MOUVEMENT REPUBLICAIN ET CITOYEN

Alstom : "Un crime contre l'emploi et contre l'Europe"
jeudi 18 septembre 2003

Jean-Pierre Chevènement

L'injonction faite à l'Etat par la Commission européenne de ne pas entrer dans le capital d'Alstom est un crime contre l'emploi et contre l'Europe.

Un crime contre l'emploi car seule la présence de l'Etat au capital de l'entreprise pouvait assurer la pérennité de celle-ci aux yeux de ses clients, comme le démontre la chute des commandes au premier semestre (-28 %). Seul aussi l'engagement direct de l'Etat pouvait rassurer la quarantaine de banques françaises et étrangères qui tiennent Alstom, lourdement endetté, à leur merci.

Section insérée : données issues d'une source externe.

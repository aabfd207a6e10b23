use crate::commands::{run_filter, run_recommend, run_vocabulary, FilterArgs, RecommendArgs};
use crate::server;
use clap::{Args, Parser, Subcommand};
use recruit_finder::error::AppError;

#[derive(Parser, Debug)]
#[command(
    name = "Recruit Finder",
    about = "Resolve recruitment tag combinations against an operator roster",
    version
)]
struct Cli {
    #[command(subcommand)]
    command: Option<Command>,
}

#[derive(Subcommand, Debug)]
enum Command {
    /// Start the HTTP service (default command)
    Serve(ServeArgs),
    /// Group roster operators by every sub-combination of the selected tags
    Filter(FilterArgs),
    /// List tag combinations that guarantee a 4★ or 5★ outcome
    Recommend(RecommendArgs),
    /// Print every selectable tag, type, position and rarity alias
    Vocabulary,
}

#[derive(Args, Debug, Default)]
pub(crate) struct ServeArgs {
    /// Override the configured host for the HTTP server
    #[arg(long)]
    pub(crate) host: Option<String>,
    /// Override the configured port for the HTTP server
    #[arg(long)]
    pub(crate) port: Option<u16>,
}

pub(crate) async fn run() -> Result<(), AppError> {
    let cli = Cli::parse();
    let command = cli
        .command
        .unwrap_or_else(|| Command::Serve(ServeArgs::default()));

    match command {
        Command::Serve(args) => server::run(args).await,
        Command::Filter(args) => run_filter(args),
        Command::Recommend(args) => run_recommend(args),
        Command::Vocabulary => {
            run_vocabulary();
            Ok(())
        }
    }
}

#[cfg(test)]
mod tests {
    use super::*;
    use clap::CommandFactory;

    #[test]
    fn cli_definition_is_consistent() {
        Cli::command().debug_assert();
    }

    #[test]
    fn filter_tags_split_on_commas() {
        let cli = Cli::try_parse_from(["recruit-finder", "filter", "--tags", "caster,burst", "--json"])
            .expect("filter args parse");
        match cli.command {
            Some(Command::Filter(args)) => {
                assert_eq!(args.tags, vec!["caster", "burst"]);
                assert!(args.json);
            }
            other => panic!("expected filter command, got {other:?}"),
        }
    }

    #[test]
    fn recommend_accepts_tier_filter() {
        let cli = Cli::try_parse_from(["recruit-finder", "recommend", "--tier", "4-plus"])
            .expect("recommend args parse");
        match cli.command {
            Some(Command::Recommend(args)) => {
                assert_eq!(args.tier, Some(recruit_finder::recruit::Tier::FourPlus));
            }
            other => panic!("expected recommend command, got {other:?}"),
        }
    }
}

Crime contre l'Europe : en refusant la solution proposée par les pouvoirs publics français, la Commission européenne manifeste que l'orthodoxie libérale et le formalisme juridique ont plus de prix pour elle que la sauvegarde de 118000 emplois dont la moitié en Europe, sans compter les emplois indirects, au moins aussi nombreux. L'Europe, pour sauvegarder son tissu économique, a besoin d'une politique industrielle dont M. Monti s'est montré le fossoyeur, en refusant par exemple la fusion Legrand-Schneider autorisée quand il était trop tard, par la Cour de Justice européenne.

Au nom de la concurrence, la Commission européenne tue la concurrence. Elle livre en fait Alstom à Siemens qui restera le seul producteur européen de matériels ferroviaires et de centrales énergétiques. La concurrence ne sera plus qu'avec General Electric et Mitsubishi ! Siemens sera en situation de monopole européen.

La Commission s'est prononcée à l'unanimité. La responsabilité de M. Prodi et celle des commissaires français, MM. Barnier et Lamy, est donc lourdement engagée dans cet acte de haute trahison à l'égard de l'intérêt général européen. Il faut rompre avec cette Europe-là !

Je demande instamment au président de la République de mettre en oeuvre tous les moyens au niveau de l'Etat et du secteur public pour qu'Alstom reste une entreprise française et qu'on continue de produire en France turbines, alternateurs, locomotives et paquebots. Ne pas réagir à la décision de la Commissione européenne serait accepter un Waterloo industriel et social. J'attends aussi des dirigeants de l'UMP et du Parti socialiste, qui ont porté le traité de Maastricht sur les fonds baptismaux, qu'ils se positionnent clairement sur ce dossier.

Qu'on compte sur moi, en tout cas, pour ouvrir le procès de MM. Monti, Prodi et consorts.